Observé a Zammis. Él nunca había visto un pájaro y en Fyrine IV, yo
tampoco los había visto nunca.
-Un animal que vuela.
Zammis asintió.
-Tío, cuando estábamos recogiendo leña en el bosquecillo, vi algo que
volaba.
-¿Cómo? ¿Por qué no me lo dijiste?
-Quería hacerlo, pero me olvidé.
-¡Te olvidaste! -Me puse muy serio-. ¿En qué dirección iba?
Zammis señaló la parte trasera de la cueva.
-Hacia allí. Lejos del mar - Zammis dejó lo que estaba cosiendo-.
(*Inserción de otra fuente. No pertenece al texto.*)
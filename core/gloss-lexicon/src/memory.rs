use std::collections::HashMap;

use gloss_protocol::{DictionaryEntry, Lexicon};
use log::{debug, info};
use serde::Deserialize;

use crate::{LexicalStore, LexiconError};

/// Dictionaries are exported either as a bare array of entries or wrapped
/// with a version number.
#[derive(Deserialize)]
#[serde(untagged)]
enum JsonDocument {
    Entries(Vec<DictionaryEntry>),
    Lexicon(Lexicon),
}

/// Parses and validates a JSON dictionary.
pub fn parse_json(json: &str) -> Result<Lexicon, LexiconError> {
    let lexicon = match serde_json::from_str::<JsonDocument>(json)? {
        JsonDocument::Entries(entries) => Lexicon { version: 0, entries },
        JsonDocument::Lexicon(lexicon) => lexicon,
    };
    lexicon.validate()?;
    Ok(lexicon)
}

/// A dictionary held entirely in memory, indexed by headword.
#[derive(Debug, Clone, Default)]
pub struct MemoryLexicon {
    entries: Vec<DictionaryEntry>,
    index: HashMap<String, Vec<usize>>,
}

impl MemoryLexicon {
    pub fn new(entries: Vec<DictionaryEntry>) -> Result<Self, LexiconError> {
        let mut index: HashMap<String, Vec<usize>> = HashMap::new();
        for (i, entry) in entries.iter().enumerate() {
            entry.validate()?;
            index.entry(entry.headword.clone()).or_default().push(i);
        }
        debug!("Indexed {} entries under {} headwords", entries.len(), index.len());
        Ok(Self { entries, index })
    }

    pub fn from_json(json: &str) -> Result<Self, LexiconError> {
        let lexicon = parse_json(json)?;
        info!("Loaded dictionary version {} ({} entries)", lexicon.version, lexicon.entries.len());
        Self::new(lexicon.entries)
    }

    pub fn len(&self) -> usize {
        self.entries.len()
    }

    pub fn is_empty(&self) -> bool {
        self.entries.is_empty()
    }

    pub fn iter(&self) -> impl Iterator<Item = &DictionaryEntry> {
        self.entries.iter()
    }
}

impl LexicalStore for MemoryLexicon {
    fn entries(&self, headword: &str) -> Vec<DictionaryEntry> {
        self.index
            .get(headword)
            .map(|ids| ids.iter().map(|&i| self.entries[i].clone()).collect())
            .unwrap_or_default()
    }
}
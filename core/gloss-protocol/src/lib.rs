pub mod tags;
pub mod token;
pub mod structure;

// Re-export core types for convenience
pub use tags::{CoarsePos, FinePos, DependencyRole, EntityLabel};
pub use token::{Token, Sentence, Paragraph};
pub use structure::*;

pub mod model;
pub use model::*;
use std::collections::HashMap;
use std::sync::atomic::{AtomicUsize, Ordering};

use gloss_protocol::DictionaryEntry;
use log::debug;
use parking_lot::RwLock;

use crate::LexicalStore;

/// Memoizes headword lookups against a backing store for the lifetime of one
/// translation request. While enabled, every headword reaches the store once.
pub struct CachedLexicon<'a, S: ?Sized> {
    store: &'a S,
    cache: RwLock<HashMap<String, Vec<DictionaryEntry>>>,
    hits: AtomicUsize,
    misses: AtomicUsize,
    /// When false every lookup goes straight to the store.
    enabled: bool,
}

impl<'a, S: LexicalStore + ?Sized> CachedLexicon<'a, S> {
    pub fn new(store: &'a S) -> Self {
        Self::with_enabled(store, true)
    }

    pub fn with_enabled(store: &'a S, enabled: bool) -> Self {
        Self {
            store,
            cache: RwLock::new(HashMap::new()),
            hits: AtomicUsize::new(0),
            misses: AtomicUsize::new(0),
            enabled,
        }
    }

    /// (hits, misses) so far.
    pub fn stats(&self) -> (usize, usize) {
        (self.hits.load(Ordering::Relaxed), self.misses.load(Ordering::Relaxed))
    }
}

impl<S: LexicalStore + ?Sized> LexicalStore for CachedLexicon<'_, S> {
    fn entries(&self, headword: &str) -> Vec<DictionaryEntry> {
        if !self.enabled {
            return self.store.entries(headword);
        }

        if let Some(entries) = self.cache.read().get(headword) {
            self.hits.fetch_add(1, Ordering::Relaxed);
            return entries.clone();
        }

        self.misses.fetch_add(1, Ordering::Relaxed);
        let entries = self.store.entries(headword);
        debug!("Fetched {} entries for '{}'", entries.len(), headword);
        self.cache.write().insert(headword.to_string(), entries.clone());
        entries
    }
}

#[cfg(test)]
mod tests {
    use super::*;
    use gloss_protocol::Gloss;
    use std::cell::Cell;

    struct CountingStore {
        calls: Cell<usize>,
    }

    impl LexicalStore for CountingStore {
        fn entries(&self, headword: &str) -> Vec<DictionaryEntry> {
            self.calls.set(self.calls.get() + 1);
            if headword == "walk" {
                vec![DictionaryEntry::new("walk").with_gloss(Gloss::new("WALK", "en"))]
            } else {
                Vec::new()
            }
        }
    }

    #[test]
    fn test_each_headword_hits_the_store_once() {
        let store = CountingStore { calls: Cell::new(0) };
        let cached = CachedLexicon::new(&store);

        for _ in 0..3 {
            assert_eq!(cached.lookup("walk").unwrap().glosses[0].text, "WALK");
            assert!(cached.lookup("xylophone").is_none());
        }

        assert_eq!(store.calls.get(), 2);
        assert_eq!(cached.stats(), (4, 2));
    }

    #[test]
    fn test_disabled_cache_passes_through() {
        let store = CountingStore { calls: Cell::new(0) };
        let cached = CachedLexicon::with_enabled(&store, false);

        cached.lookup("walk");
        cached.lookup("walk");
        assert_eq!(store.calls.get(), 2);
        assert_eq!(cached.stats(), (0, 0));
    }
}
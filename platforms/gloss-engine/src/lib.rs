pub mod config;

pub use config::TranslatorConfig;

use gloss_annotate::{AnnotationError, Annotator};
use gloss_grammar::GrammarError;
use gloss_lexicon::{CachedLexicon, LexicalStore};
use gloss_protocol::Sentence;
use gloss_resolver::{GlossResolver, ResolveError};
use log::{debug, error, info};
use once_cell::sync::OnceCell;
use serde::{Deserialize, Serialize};
use thiserror::Error;

/// Errors that abandon a whole request. Sentence-level failures never
/// surface here; they become a "translation failed" entry instead.
#[derive(Debug, Error)]
pub enum TranslateError {
    #[error("annotation failed: {0}")]
    Annotation(#[from] AnnotationError),

    #[error("inconsistent sentence structure: {0}")]
    Grammar(#[from] GrammarError),

    #[error(transparent)]
    Resolve(#[from] ResolveError),
}

/// Glosses for one input paragraph, one sequence per sentence.
#[derive(Debug, Clone, PartialEq, Serialize, Deserialize)]
pub struct ParagraphTranslation {
    /// 1-based position of the paragraph in the request.
    pub p_number: usize,
    pub original: String,
    pub glosses: Vec<Vec<String>>,
}

/// The paragraphs of one request together with their translation, which is
/// written at most once.
#[derive(Debug, Default)]
pub struct TextData {
    original: Vec<String>,
    translation: OnceCell<Vec<ParagraphTranslation>>,
}

impl TextData {
    pub fn new(original: Vec<String>) -> Self {
        Self {
            original,
            translation: OnceCell::new(),
        }
    }

    pub fn original(&self) -> &[String] {
        &self.original
    }

    /// `None` until a translator has run over this text.
    pub fn translation(&self) -> Option<&[ParagraphTranslation]> {
        self.translation.get().map(Vec::as_slice)
    }
}

/// Drives annotation, reordering and gloss resolution over whole requests.
pub struct Translator<A, S> {
    annotator: A,
    store: S,
    config: TranslatorConfig,
}

impl<A: Annotator, S: LexicalStore> Translator<A, S> {
    pub fn new(annotator: A, store: S, config: TranslatorConfig) -> Self {
        Self {
            annotator,
            store,
            config,
        }
    }

    pub fn config(&self) -> &TranslatorConfig {
        &self.config
    }

    /// Translates `data` unless it already carries a translation.
    pub fn run<'d>(&self, data: &'d TextData) -> Result<&'d [ParagraphTranslation], TranslateError> {
        data.translation
            .get_or_try_init(|| self.translate(&data.original))
            .map(Vec::as_slice)
    }

    pub fn translate(&self, paragraphs: &[String]) -> Result<Vec<ParagraphTranslation>, TranslateError> {
        let annotated = self.annotator.annotate(paragraphs)?;
        if annotated.len() != paragraphs.len() {
            return Err(AnnotationError::ParagraphCountMismatch {
                expected: paragraphs.len(),
                actual: annotated.len(),
            }
            .into());
        }

        let cache = CachedLexicon::with_enabled(&self.store, self.config.cache_lookups);
        let resolver = GlossResolver::new(&cache, self.config.target_language.as_str());

        let mut translations = Vec::with_capacity(paragraphs.len());
        for (i, (original, sentences)) in paragraphs.iter().zip(annotated).enumerate() {
            let glosses = sentences
                .iter()
                .map(|sentence| translate_sentence(&resolver, sentence))
                .collect::<Result<Vec<_>, _>>()?;

            info!("Paragraph {}: {} sentence(s) translated", i + 1, glosses.len());
            translations.push(ParagraphTranslation {
                p_number: i + 1,
                original: original.clone(),
                glosses,
            });
        }

        if self.config.cache_lookups {
            let (hits, misses) = cache.stats();
            debug!("Lookup cache: {} hits, {} misses", hits, misses);
        }
        Ok(translations)
    }
}

fn translate_sentence<S: LexicalStore>(
    resolver: &GlossResolver<S>,
    sentence: &Sentence,
) -> Result<Vec<String>, TranslateError> {
    let elements = match gloss_grammar::reorder(sentence) {
        Ok(elements) => elements,
        Err(err) if err.is_request_fatal() => return Err(err.into()),
        Err(err) => {
            let text: Vec<&str> = sentence.iter().map(|t| t.text.as_str()).collect();
            error!("Could not translate '{}': {}", text.join(" "), err);
            return Ok(vec![format!("translation failed: {}", err)]);
        }
    };
    Ok(resolver.resolve_sentence(&elements)?)
}

#[cfg(test)]
mod tests {
    use super::*;
    use gloss_annotate::ConllAnnotator;
    use gloss_lexicon::MemoryLexicon;
    use gloss_protocol::{DictionaryEntry, Gloss, GlossPos, Paragraph};

    const DOCUMENT: &str = "\
# newpar
# text = Hello.
1\tHello\thello\tINTJ\tUH\t0\tROOT\t_
2\t.\t.\tPUNCT\t.\t1\tpunct\t_

# text = Runs Mary.
1\tRuns\trun\tVERB\tVBZ\t0\tROOT\t_
2\tMary\tMary\tPROPN\tNNP\t1\tnsubj\tPERSON
3\t.\t.\tPUNCT\t.\t1\tpunct\t_
";

    fn store() -> MemoryLexicon {
        MemoryLexicon::new(vec![
            DictionaryEntry::new("hello").with_gloss(Gloss::new("HELLO", "en").with_pos(GlossPos::Other)),
            DictionaryEntry::new("hello").with_gloss(Gloss::new("HI", "en").with_pos(GlossPos::Other)),
        ])
        .unwrap()
    }

    fn translator() -> Translator<ConllAnnotator, MemoryLexicon> {
        Translator::new(
            ConllAnnotator::parse(DOCUMENT).unwrap(),
            store(),
            TranslatorConfig::default(),
        )
    }

    #[test]
    fn test_failed_sentence_does_not_stop_the_paragraph() {
        let out = translator().translate(&["Hello. Runs Mary.".to_string()]).unwrap();
        assert_eq!(out.len(), 1);
        assert_eq!(out[0].p_number, 1);
        assert_eq!(out[0].glosses[0], vec!["HELLO"]);
        assert_eq!(
            out[0].glosses[1],
            vec!["translation failed: br2: sentence has no subject before the verb"]
        );
    }

    #[test]
    fn test_translation_is_written_once() {
        let translator = translator();
        let data = TextData::new(vec!["Hello. Runs Mary.".to_string()]);
        assert!(data.translation().is_none());

        let first = translator.run(&data).unwrap().to_vec();
        let second = translator.run(&data).unwrap();
        assert_eq!(first.as_slice(), second);
        assert_eq!(data.translation().map(|t| t.len()), Some(1));
    }

    #[test]
    fn test_unknown_paragraph_fails_the_request() {
        let err = translator().translate(&["Goodbye.".to_string()]).unwrap_err();
        assert!(matches!(err, TranslateError::Annotation(AnnotationError::UnknownParagraph(_))));
    }

    struct ShortAnnotator;

    impl Annotator for ShortAnnotator {
        fn annotate(&self, _: &[String]) -> Result<Vec<Paragraph>, AnnotationError> {
            Ok(Vec::new())
        }
    }

    #[test]
    fn test_annotator_must_answer_every_paragraph() {
        let translator = Translator::new(ShortAnnotator, store(), TranslatorConfig::default());
        let err = translator.translate(&["Hello.".to_string()]).unwrap_err();
        assert!(matches!(
            err,
            TranslateError::Annotation(AnnotationError::ParagraphCountMismatch { expected: 1, actual: 0 })
        ));
    }

    #[test]
    fn test_cache_setting_does_not_change_output() {
        let paragraphs = vec!["Hello. Runs Mary.".to_string()];
        let cached = translator().translate(&paragraphs).unwrap();

        let config = TranslatorConfig { cache_lookups: false, ..TranslatorConfig::default() };
        let uncached = Translator::new(ConllAnnotator::parse(DOCUMENT).unwrap(), store(), config)
            .translate(&paragraphs)
            .unwrap();
        assert_eq!(cached, uncached);
    }

    #[test]
    fn test_response_shape() {
        let out = translator().translate(&["Hello. Runs Mary.".to_string()]).unwrap();
        let json = serde_json::to_value(&out[0]).unwrap();
        assert_eq!(json["p_number"], 1);
        assert_eq!(json["original"], "Hello. Runs Mary.");
        assert_eq!(json["glosses"][0][0], "HELLO");
    }
}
¿Podemos ir a ver adónde iba?
Negué con la cabeza.
-El invierno acaba de empezar. No sabes lo que es eso. Moriríamos en
unos cuantos días.
Zammis volvió a su piel de serpiente. Hacer una caminata en pleno
invierno nos mataría. Pero en primavera las cosas serían distintas. Podríamos
sobrevivir con pieles de serpiente dobles y pelusa vegetal, y una tienda.
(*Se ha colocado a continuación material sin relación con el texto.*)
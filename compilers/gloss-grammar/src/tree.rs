use petgraph::graph::{Graph, NodeIndex};
use petgraph::visit::EdgeRef;
use petgraph::{Directed, Direction};
use gloss_protocol::{DependencyRole, Sentence};
use std::collections::HashMap;

/// Dependency arcs of one sentence, governor -> dependent.
///
/// Node weights are slice indices into the sentence the tree was built from.
/// Tokens governed from outside the sentence (clause roots) get no incoming arc.
pub struct DependencyTree {
    graph: Graph<usize, DependencyRole, Directed>,
    index_map: HashMap<usize, NodeIndex>,
}

impl DependencyTree {
    pub fn build(sentence: &Sentence) -> Self {
        let mut graph = Graph::new();
        let mut index_map = HashMap::new();
        let mut by_position = HashMap::new();

        for (i, token) in sentence.iter().enumerate() {
            let node = graph.add_node(i);
            index_map.insert(i, node);
            by_position.insert(token.position, node);
        }

        for (i, token) in sentence.iter().enumerate() {
            if token.head == token.position {
                continue;
            }
            if let Some(&head) = by_position.get(&token.head) {
                graph.add_edge(head, index_map[&i], token.dependency);
            }
        }

        Self { graph, index_map }
    }

    fn governor(&self, node: NodeIndex) -> Option<NodeIndex> {
        self.graph.neighbors_directed(node, Direction::Incoming).next()
    }

    /// Governors of `index`, nearest first.
    pub fn ancestors(&self, index: usize) -> Vec<usize> {
        let mut result = Vec::new();
        let Some(&start) = self.index_map.get(&index) else {
            return result;
        };

        let mut visited = vec![start];
        let mut current = start;
        while let Some(parent) = self.governor(current) {
            // Annotation errors can produce cycles.
            if visited.contains(&parent) {
                break;
            }
            visited.push(parent);
            result.push(self.graph[parent]);
            current = parent;
        }
        result
    }

    /// True when `ancestor` governs `index` directly or transitively.
    pub fn descends_from(&self, index: usize, ancestor: usize) -> bool {
        self.ancestors(index).contains(&ancestor)
    }

    /// Direct dependents of `index` with their relation, in sentence order.
    pub fn children(&self, index: usize) -> Vec<(usize, DependencyRole)> {
        let mut children: Vec<(usize, DependencyRole)> = match self.index_map.get(&index) {
            Some(&node) => self
                .graph
                .edges(node)
                .map(|edge| (self.graph[edge.target()], *edge.weight()))
                .collect(),
            None => Vec::new(),
        };
        children.sort_by_key(|(i, _)| *i);
        children
    }
}

#[cfg(test)]
mod tests {
    use super::*;
    use gloss_annotate::parse_sentence;

    // "The dog that bit me ran away"
    const SENTENCE: &str = "\
1\tThe\tthe\tDET\tDT\t2\tdet
2\tdog\tdog\tNOUN\tNN\t6\tnsubj
3\tthat\tthat\tPRON\tWDT\t4\tnsubj
4\tbit\tbite\tVERB\tVBD\t2\trelcl
5\tme\tI\tPRON\tPRP\t4\tdobj
6\tran\trun\tVERB\tVBD\t0\tROOT
7\taway\taway\tADV\tRB\t6\tadvmod
";

    #[test]
    fn test_ancestors_walk_to_the_root() {
        let sentence = parse_sentence(SENTENCE).unwrap();
        let tree = DependencyTree::build(&sentence);

        // me -> bit -> dog -> ran
        assert_eq!(tree.ancestors(4), vec![3, 1, 5]);
        assert!(tree.descends_from(4, 5));
        assert!(!tree.descends_from(5, 4));
        assert!(tree.ancestors(5).is_empty());
    }

    #[test]
    fn test_children_in_sentence_order() {
        let sentence = parse_sentence(SENTENCE).unwrap();
        let tree = DependencyTree::build(&sentence);

        let children = tree.children(5);
        assert_eq!(children, vec![(1, DependencyRole::NominalSubject), (6, DependencyRole::AdverbialModifier)]);
    }

    #[test]
    fn test_clause_roots_have_no_governor() {
        let sentence = parse_sentence(SENTENCE).unwrap().span(2, 5);
        let tree = DependencyTree::build(&sentence);

        // "bit" is governed by "dog", outside the span
        assert!(tree.ancestors(1).is_empty());
        assert_eq!(tree.ancestors(2), vec![1]);
    }
}
use core::fmt;

use crate::token::Token;

/// Request for the classifier gloss of a noun's referent.
#[derive(Debug, Clone, PartialEq)]
pub struct ClassifierRef {
    pub root: Token,
}

impl ClassifierRef {
    pub fn new(root: Token) -> Self {
        Self { root }
    }
}

#[derive(Debug, Clone, PartialEq)]
pub struct NounPhrase {
    pub head: Token,
    pub modifiers: Vec<Token>,
}

impl NounPhrase {
    pub fn new(head: Token) -> Self {
        Self { head, modifiers: Vec::new() }
    }

    pub fn with_modifiers(mut self, modifiers: Vec<Token>) -> Self {
        self.modifiers.extend(modifiers);
        self
    }
}

/// A verb together with the tokens that decide which of its glosses applies.
#[derive(Debug, Clone, PartialEq)]
pub struct VerbPhrase {
    pub verb: Token,
    pub subject: Option<Token>,
    pub direct_object: Option<Token>,
    pub indirect_object: Option<Token>,
    /// Idiomatic verb+object text looked up as a unit before the bare verb.
    pub direct_object_phrase: Option<String>,
    /// Where the action goes or happens (the location of a flat locative).
    pub direction: Option<Token>,
}

impl VerbPhrase {
    pub fn new(verb: Token) -> Self {
        Self {
            verb,
            subject: None,
            direct_object: None,
            indirect_object: None,
            direct_object_phrase: None,
            direction: None,
        }
    }

    pub fn with_subject(mut self, subject: Option<Token>) -> Self {
        self.subject = subject;
        self
    }

    pub fn with_direct_object(mut self, direct_object: Option<Token>) -> Self {
        self.direct_object = direct_object;
        self
    }

    pub fn with_indirect_object(mut self, indirect_object: Option<Token>) -> Self {
        self.indirect_object = indirect_object;
        self
    }

    pub fn with_direct_object_phrase(mut self, phrase: impl Into<String>) -> Self {
        self.direct_object_phrase = Some(phrase.into());
        self
    }

    pub fn with_direction(mut self, direction: Option<Token>) -> Self {
        self.direction = direction;
        self
    }

    /// Related tokens in lookup order: subject, direct object, indirect object, direction.
    pub fn related(&self) -> impl Iterator<Item = (Relation, &Token)> {
        [
            (Relation::Subject, self.subject.as_ref()),
            (Relation::DirectObject, self.direct_object.as_ref()),
            (Relation::IndirectObject, self.indirect_object.as_ref()),
            (Relation::Direction, self.direction.as_ref()),
        ]
        .into_iter()
        .filter_map(|(relation, token)| token.map(|t| (relation, t)))
    }
}

#[derive(Debug, Clone, Copy, PartialEq, Eq)]
pub enum Relation {
    Subject,
    DirectObject,
    IndirectObject,
    Direction,
}

#[derive(Debug, Clone, PartialEq)]
pub struct PrepositionPhrase {
    pub preposition: Token,
    pub subject_classifier: ClassifierRef,
    pub object_classifier: ClassifierRef,
}

/// One unit of a reordered sentence, waiting to be resolved to glosses.
#[derive(Debug, Clone, PartialEq)]
pub enum StructuralElement {
    Literal(String),
    NounPhrase(NounPhrase),
    VerbPhrase(VerbPhrase),
    PrepositionPhrase(PrepositionPhrase),
    Classifier(ClassifierRef),
    /// Emitted as is, never looked up.
    Marker(String),
}

impl StructuralElement {
    pub fn literal(text: impl Into<String>) -> Self {
        Self::Literal(text.into())
    }

    /// The dictionary key this element stands for when it names a single
    /// referent. Used to spot the antecedent duplicated by a relative clause.
    pub fn lexical_key(&self) -> Option<&str> {
        match self {
            Self::Literal(text) => Some(text),
            Self::NounPhrase(np) => Some(&np.head.lemma),
            Self::Classifier(_)
            | Self::VerbPhrase(_)
            | Self::PrepositionPhrase(_)
            | Self::Marker(_) => None,
        }
    }
}

impl fmt::Display for ClassifierRef {
    fn fmt(&self, f: &mut fmt::Formatter<'_>) -> fmt::Result {
        write!(f, "{}CL", self.root.lemma)
    }
}

impl fmt::Display for PrepositionPhrase {
    fn fmt(&self, f: &mut fmt::Formatter<'_>) -> fmt::Result {
        write!(
            f,
            "{}-{}-{}",
            self.subject_classifier, self.preposition.lemma, self.object_classifier
        )
    }
}

impl fmt::Display for StructuralElement {
    fn fmt(&self, f: &mut fmt::Formatter<'_>) -> fmt::Result {
        match self {
            Self::Literal(text) => f.write_str(text),
            Self::Marker(text) => write!(f, "<{}>", text),
            Self::Classifier(cl) => write!(f, "{}", cl),
            Self::PrepositionPhrase(pp) => write!(f, "{}", pp),
            Self::NounPhrase(np) => {
                f.write_str(&np.head.lemma)?;
                if !np.modifiers.is_empty() {
                    let mods: Vec<&str> = np.modifiers.iter().map(|m| m.lemma.as_str()).collect();
                    write!(f, "({})", mods.join(","))?;
                }
                Ok(())
            }
            Self::VerbPhrase(vp) => {
                let related: Vec<&str> = vp.related().map(|(_, t)| t.lemma.as_str()).collect();
                write!(f, "{}[{}]", vp.verb.lemma, related.join(","))
            }
        }
    }
}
Necesitábamos una tienda - Zammis y yo podíamos pasar el invierno haciéndola-,
y mochilas. Botas. Necesitábamos unas bota para caminar. Había que pensar en
eso...
Es curioso cómo llega a prender una chispa de esperanza, propagándose hasta consumir toda la desesperación. ¿Era una nave? No lo sabía. Y si lo era, ¿estaría despegando o aterrizando? Tampoco lo sabía. Si estaba despegando, nos encaminaríamos en la dirección equivocada. Pero la dirección opuesta significaría tener que cruzar el mar. Por lo tanto, era lo mismo. La próxima primavera iríamos más allá del bosquecillo y veríamos qué había allí.